Total Spending to this point is $2,840.00, of which the beneficiary has paid $942.50 and Medicare, $1,897.50. This $2,840 is called the "initial coverage limit”
Donut Hole – the beneficiary is responsible for an additional $3,607.50, while the Medicare responsibility varies.
At this point, the beneficiary goes into the “donut hole,” but it is very different from 2010 and previous years. Once a total of $2,840 has been spent on drugs, Health Care Reform legislation provides that:
For brand name drugs, the manufacturer has to give a discount of 50% off the price of the drug itself, and the beneficiary has to pay the remaining 50%, plus any dispensing fee.
For generic drugs, the government will pay 7 percent of the cost of the drug itself. The beneficiary pays the other 93 percent, plus the dispensing fee.
The beneficiary will remain in the donut hole until all their drug expenses total $4,550. This includes their deductible, anything they spent in the 25% coinsurance band and in the donut hole, plus whatever the dollar amount of the discounts that drug manufacturers had to give them on brand name drugs while they were in the donut hole. (But not the amount the government paid for generics in the donut hole.)
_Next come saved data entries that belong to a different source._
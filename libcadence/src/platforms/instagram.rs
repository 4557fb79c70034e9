//! Instagram business account posting (container, then publish)

use async_trait::async_trait;
use reqwest::Client;
use secrecy::{ExposeSecret, SecretString};
use serde::Deserialize;

use super::http::{self, media_failure, transport_error};
use super::{PlatformClient, PostingResult, PublishedPost};
use crate::config::PlatformAccountConfig;
use crate::error::{PlatformError, Result};
use crate::types::Platform;

const DEFAULT_API_BASE: &str = "https://graph.facebook.com/v18.0";

#[derive(Deserialize)]
struct GraphId {
    id: String,
}

pub struct InstagramClient {
    http: Client,
    token: SecretString,
    account_id: String,
    api_base: String,
}

impl InstagramClient {
    pub fn new(account: &PlatformAccountConfig) -> Result<Self> {
        Ok(Self {
            http: http::build_client()?,
            token: SecretString::from(account.access_token.clone()),
            account_id: account.account_id.clone(),
            api_base: http::api_base(account.api_base.as_deref(), DEFAULT_API_BASE),
        })
    }

    async fn call(&self, edge: &str, params: &[(&str, &str)], context: &str) -> PostingResult<GraphId> {
        let response = self
            .http
            .post(format!("{}/{}/{}", self.api_base, self.account_id, edge))
            .form(params)
            .send()
            .await
            .map_err(|e| transport_error(Platform::Instagram, context, e))?;
        http::json(Platform::Instagram, context, response).await
    }
}

#[async_trait]
impl PlatformClient for InstagramClient {
    fn platform(&self) -> Platform {
        Platform::Instagram
    }

    async fn post(&self, content: &str, image_url: Option<&str>) -> PostingResult<PublishedPost> {
        // Instagram has no text-only posts
        let image_url = image_url.ok_or_else(|| {
            PlatformError::Validation("Instagram requires an image".to_string())
        })?;
        let token = self.token.expose_secret();

        let container = self
            .call(
                "media",
                &[("image_url", image_url), ("caption", content), ("access_token", token)],
                "media container",
            )
            .await
            .map_err(media_failure)?;

        let published = self
            .call(
                "media_publish",
                &[("creation_id", container.id.as_str()), ("access_token", token)],
                "publishing",
            )
            .await?;

        Ok(PublishedPost {
            url: format!("https://www.instagram.com/p/{}/", published.id),
            post_id: published.id,
        })
    }
}

#[cfg(test)]
mod tests {
    use super::*;
    use serde_json::json;
    use wiremock::matchers::{body_string_contains, method, path};
    use wiremock::{Mock, MockServer, ResponseTemplate};

    fn client_for(server: &MockServer) -> InstagramClient {
        InstagramClient::new(&PlatformAccountConfig {
            enabled: true,
            access_token: "ig-token".to_string(),
            account_id: "ig-1".to_string(),
            api_base: Some(server.uri()),
        })
        .unwrap()
    }

    #[tokio::test]
    async fn test_text_only_is_validation_error() {
        let server = MockServer::start().await;
        let err = client_for(&server).post("Caption", None).await.unwrap_err();
        assert!(matches!(err, PlatformError::Validation(_)));
        assert!(!err.is_transient());
    }

    #[tokio::test]
    async fn test_container_then_publish() {
        let server = MockServer::start().await;
        Mock::given(method("POST"))
            .and(path("/ig-1/media"))
            .respond_with(ResponseTemplate::new(200).set_body_json(json!({ "id": "container-9" })))
            .expect(1)
            .mount(&server)
            .await;
        Mock::given(method("POST"))
            .and(path("/ig-1/media_publish"))
            .and(body_string_contains("creation_id=container-9"))
            .respond_with(ResponseTemplate::new(200).set_body_json(json!({ "id": "media-3" })))
            .expect(1)
            .mount(&server)
            .await;

        let published = client_for(&server)
            .post("Caption", Some("https://img.example/a.png"))
            .await
            .unwrap();
        assert_eq!(published.post_id, "media-3");
        assert_eq!(published.url, "https://www.instagram.com/p/media-3/");
    }

    #[tokio::test]
    async fn test_container_failure_is_media_error() {
        let server = MockServer::start().await;
        Mock::given(method("POST"))
            .and(path("/ig-1/media"))
            .respond_with(ResponseTemplate::new(400).set_body_string("image too small"))
            .mount(&server)
            .await;

        let err = client_for(&server)
            .post("Caption", Some("https://img.example/a.png"))
            .await
            .unwrap_err();
        assert!(matches!(err, PlatformError::Media(_)));
    }
}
While it will be different for every beneficiary, it is likely that a beneficiary will actually have to spend perhaps $1,900 or $2,000 out-of-pocket while in the donut hole to get out of it, as the 50% manufacturers' discount will count toward their spending.
And once the beneficiary has reached their $4,550 drug expense total (this is called the "out-of-pocket threshold") the beneficiary goes into the:
Catastrophic Band and is responsible for 5% of their drug costs, and Medicare, 95%.
That is, in the catastrophic band, the beneficiary will be responsible for 5% for the total cost of each drug they receive, and Medicare, 95%, without any upper limit to the total spending on their drugs. In addition, the minimum amount a beneficiary must pay in catastrophic phase remains the same as 2010: $2.50 for generics and $6.30for brand name drugs.
And you may note that the deductible and the “out-of-pocket” threshold are the same as they were in 2010, and the initial coverage limit is only $10 more. Finally, the "base beneficiary premium" will be $32.34 in 2011 (compared to $31.94 in 2010); this means that the monthly penalty amount will stay at $0.32. That is, you will have to pay a penalty of 32 cents for each month you were not in Part D that you could have been.